--- DIRECTIONS ---
Set down the line that has "let _ = add_fruit(state, vine, y, SCORE_PER_FRUIT);" and each line beneath it, through the last line of the entries, exactly and with no others.

(Collected data)
/// Server error.
#[derive(Debug, Clone, PartialEq, Serialize, Deserialize)]
pub struct ServerError {
    /// Error code.
    pub code: ErrorCode,
    /// Human-readable message.
    pub message: String,
}

/// Error codes.
#[derive(Debug, Clone, Copy, PartialEq, Eq, Serialize, Deserialize)]
#[serde(rename_all = "SCREAMING_SNAKE_CASE")]
pub enum ErrorCode {
    /// Unparseable or unknown message.
    InvalidMessage,
    /// Message requires a prior `CONNECT`.
    NotConnected,
    /// Session is not in a match.
    NotInMatch,
    /// Session is already in a match.
    AlreadyInMatch,
    /// No free player slot.
    MatchFull,
    /// No free spectator slot.
    SpectatorsFull,
    /// Server is at its match limit.
    CapacityExceeded,
    /// Match not found.
    MatchNotFound,
    /// Match already ended.
    MatchEnded,
    /// Spectators cannot do this.
    SpectatorNotAllowed,
    /// Connection limit reached.
    ServerFull,
    /// Internal error.
    InternalError,
}

impl ServerMessage {
    /// Build an `ERROR` message.
    pub fn error(code: ErrorCode, message: impl Into<String>) -> Self {
        ServerMessage::Error(ServerError { code, message: message.into() })
    }

    /// Build an `EVENT` message from a simulation event.
    pub fn event(event: &GameEvent, names: &BTreeMap<PlayerId, String>) -> Self {
        let name = |id: &PlayerId| display_name(names, id);
        let payload = match &event.data {
            GameEventData::PlayerJoined { player_id } | GameEventData::PlayerLeft { player_id } => {
                json!({ "playerId": name(player_id) })
            }
            GameEventData::MatchStarted { players } => json!({ "players": players }),
            GameEventData::FruitTaken { player_id, fruit_id, points, new_score } => json!({
                "playerId": name(player_id),
                "fruitId": fruit_id,
                "points": points,
                "score": new_score,
            }),
            GameEventData::PlayerHit { player_id, crocodile_id, lives_left } => json!({
                "playerId": name(player_id),
                "crocodileId": crocodile_id,
                "lives": lives_left,
            }),
            GameEventData::PlayerDrowned { player_id, lives_left } => {
                json!({ "playerId": name(player_id), "lives": lives_left })
            }
            GameEventData::PlayerEliminated { player_id } | GameEventData::PlayerWin { player_id } => {
                json!({ "playerId": name(player_id) })
            }
            GameEventData::PlayerRescue { player_id, rescues, new_score } => json!({
                "playerId": name(player_id),
                "rescues": rescues,
                "score": new_score,
            }),
            GameEventData::LevelUp { player_id, level, difficulty } => json!({
                "playerId": name(player_id),
                "level": level,
                "speedMultiplier": to_float(*difficulty),
            }),
            GameEventData::MatchEnded { winner_id, reason, duration_ticks } => json!({
                "winnerId": winner_id.as_ref().map(name),
                "reason": reason,
                "durationTicks": duration_ticks,
            }),
        };

        ServerMessage::Event { name: event.name().to_string(), payload }
    }
}

fn display_name(names: &BTreeMap<PlayerId, String>, id: &PlayerId) -> String {
    names.get(id).cloned().unwrap_or_else(|| id.to_uuid_string())
}

// =============================================================================
// ERRORS
// =============================================================================

/// Failure to read a client message.
#[derive(Debug, thiserror::Error)]
pub enum ProtocolError {
    /// Not valid JSON or not a known message.
    #[error("malformed message: {0}")]
    Malformed(#[from] serde_json::Error),

    /// Line longer than [`MAX_LINE_BYTES`].
    #[error("message exceeds {limit} bytes")]
    TooLong {
        /// Limit in bytes
        limit: usize,
    },

    /// Blank line.
    #[error("empty message")]
    Empty,
}

// =============================================================================
// SERIALIZATION HELPERS
// =============================================================================

impl ClientMessage {
    /// Serialize to JSON string.
    pub fn to_json(&self) -> Result<String, serde_json::Error> {
        serde_json::to_string(self)
    }

    /// Deserialize from JSON string.
    pub fn from_json(s: &str) -> Result<Self, serde_json::Error> {
        serde_json::from_str(s)
    }

    /// Parse one line or frame received from a client.
    pub fn parse(raw: &str) -> Result<Self, ProtocolError> {
        if raw.len() > MAX_LINE_BYTES {
            return Err(ProtocolError::TooLong { limit: MAX_LINE_BYTES });
        }
        let trimmed = raw.trim();
        if trimmed.is_empty() {
            return Err(ProtocolError::Empty);
        }
        Ok(Self::from_json(trimmed)?)
    }
}

impl ServerMessage {
    /// Serialize to JSON string.
    pub fn to_json(&self) -> Result<String, serde_json::Error> {
        serde_json::to_string(self)
    }

    /// Deserialize from JSON string.
    pub fn from_json(s: &str) -> Result<Self, serde_json::Error> {
        serde_json::from_str(s)
    }
}
/// Run one simulation tick.
///
/// Phases, in order:
///
/// 1. Queued inputs are folded into intents in receipt order
/// 2. Player physics (players in id order)
/// 3. Drownings, rescues and finished celebrations
/// 4. Crocodiles move
/// 5. Crocodile hits, then fruit pickups
/// 6. End conditions
///
/// A `Waiting` or `Ended` match does not advance. A paused match discards
/// its queued inputs and does not advance either.
///
/// # Errors
///
/// Returns [`SimulationError`] when the state fails validation after the
/// tick; the caller should abort the match.
pub fn tick(state: &mut SimulationState, config: &MatchConfig) -> Result<TickResult, SimulationError> {
    let mut result = TickResult::default();

    match state.phase {
        MatchPhase::Waiting => return Ok(result),
        MatchPhase::Ended => {
            result.match_ended = true;
            result.outcome = state.outcome;
            result.winner = state.outcome.and_then(|o| o.winner);
            return Ok(result);
        }
        MatchPhase::Running => {}
    }

    if state.paused {
        state.inputs.clear();
        return Ok(result);
    }

    // 0. Advance tick counter
    state.tick += 1;

    // 1. Apply player inputs
    apply_inputs(state, config);

    // 2. Player physics
    let outcomes = update_players(state, config);

    // 3. Drowning, rescues, celebrations
    let winner = resolve_outcomes(state, outcomes, config);

    // 4. Crocodiles
    result.crocodiles_removed = update_crocodiles(state, config.dt);

    // 5. Collisions
    process_crocodile_hits(state, config);
    process_fruit_pickups(state);

    // 6. End conditions
    check_end_conditions(state, winner, &mut result);

    state.validate()?;

    let mut events = state.take_events();
    events.sort();
    result.events = events;
    Ok(result)
}

/// Fold queued inputs into player intents, in the order they arrived.
fn apply_inputs(state: &mut SimulationState, config: &MatchConfig) {
    for input in state.inputs.drain() {
        if let Some(player) = state.players.get_mut(&input.player_id) {
            if !player.is_interactive() {
                continue;
            }
            player.intent.apply(input.action, config.input_hold_ticks);
        }
    }
}

fn update_players(state: &mut SimulationState, config: &MatchConfig) -> Vec<(PlayerId, StepOutcome)> {
    let map = &state.map;
    let mut outcomes = Vec::new();

    // BTreeMap values_mut iterates in sorted order
    for player in state.players.values_mut() {
        let outcome = step_player(player, map, config);
        if outcome != StepOutcome::None {
            outcomes.push((player.id, outcome));
        }
    }

    outcomes
}
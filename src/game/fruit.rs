//! Fruit Placement and Pickup

use crate::core::fixed::{
    Fixed, fixed_abs, from_int, to_float,
    FRUIT_MIN_SPACING, FRUIT_DELETE_TOLERANCE, SCORE_PER_FRUIT,
};
use crate::game::events::GameEvent;
use crate::game::state::{FruitState, PlayerId, SimulationState, SpawnError};

/// Vines that receive seeded fruit (exclusive upper bound).
const SEED_VINES: u32 = 4;

/// Hang a fruit on a vine.
pub fn add_fruit(
    state: &mut SimulationState,
    vine: u8,
    y: Fixed,
    points: u32,
) -> Result<u32, SpawnError> {
    if points == 0 {
        return Err(SpawnError::InvalidPoints);
    }
    let range = state.map.vine(vine).copied().ok_or(SpawnError::UnknownVine {
        vine,
        count: state.map.vine_count(),
    })?;
    if !range.covers(y) {
        return Err(SpawnError::OutOfRange {
            vine,
            y: to_float(y),
            top: to_float(range.top),
            bottom: to_float(range.bottom),
        });
    }
    if let Some(existing) = state
        .fruits
        .values()
        .find(|f| f.vine == vine && fixed_abs(f.y - y) < FRUIT_MIN_SPACING)
    {
        return Err(SpawnError::TooClose { vine, y: to_float(y), existing: existing.id });
    }

    let id = state.allocate_entity_id();
    state.fruits.insert(id, FruitState { id, vine, y, points });
    Ok(id)
}

/// Remove the fruit nearest to `y` on a vine, within half a unit.
pub fn remove_fruit(state: &mut SimulationState, vine: u8, y: Fixed) -> Result<FruitState, SpawnError> {
    let id = state
        .fruits
        .values()
        .filter(|f| f.vine == vine && fixed_abs(f.y - y) <= FRUIT_DELETE_TOLERANCE)
        .min_by_key(|f| fixed_abs(f.y - y))
        .map(|f| f.id)
        .ok_or(SpawnError::FruitNotFound { vine, y: to_float(y) })?;

    state
        .fruits
        .remove(&id)
        .ok_or(SpawnError::FruitNotFound { vine, y: to_float(y) })
}

/// Replace all fruit with 2 to 4 fresh ones on the left vines.
pub fn seed_fruits(state: &mut SimulationState) {
    state.fruits.clear();
    let count = state.rng.next_int_range(2, 4);
    for _ in 0..count {
        let vine = state.rng.next_int(SEED_VINES) as u8;
        let y = state.rng.next_fixed_range(from_int(150), from_int(400));
        // A draw too close to an earlier fruit is skipped
        let _ = add_fruit(state, vine, y, SCORE_PER_FRUIT);
    }
}

/// Award a fruit to a player and remove it.
pub fn collect_fruit(state: &mut SimulationState, player_id: PlayerId, fruit_id: u32) -> bool {
    let fruit = match state.fruits.remove(&fruit_id) {
        Some(fruit) => fruit,
        None => return false,
    };
    let new_score = match state.players.get_mut(&player_id) {
        Some(player) => {
            player.add_score(fruit.points);
            player.score
        }
        None => return false,
    };
    let tick = state.tick;
    state.push_event(GameEvent::fruit_taken(tick, player_id, fruit.id, fruit.points, new_score));
    true
}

--- SOLUTION ---
        let _ = add_fruit(state, vine, y, SCORE_PER_FRUIT);
    }
}

/// Award a fruit to a player and remove it.
pub fn collect_fruit(state: &mut SimulationState, player_id: PlayerId, fruit_id: u32) -> bool {
    let fruit = match state.fruits.remove(&fruit_id) {
        Some(fruit) => fruit,
        None => return false,
    };
    let new_score = match state.players.get_mut(&player_id) {
        Some(player) => {
            player.add_score(fruit.points);
            player.score
        }
        None => return false,
    };
    let tick = state.tick;
    state.push_event(GameEvent::fruit_taken(tick, player_id, fruit.id, fruit.points, new_score));
    true
}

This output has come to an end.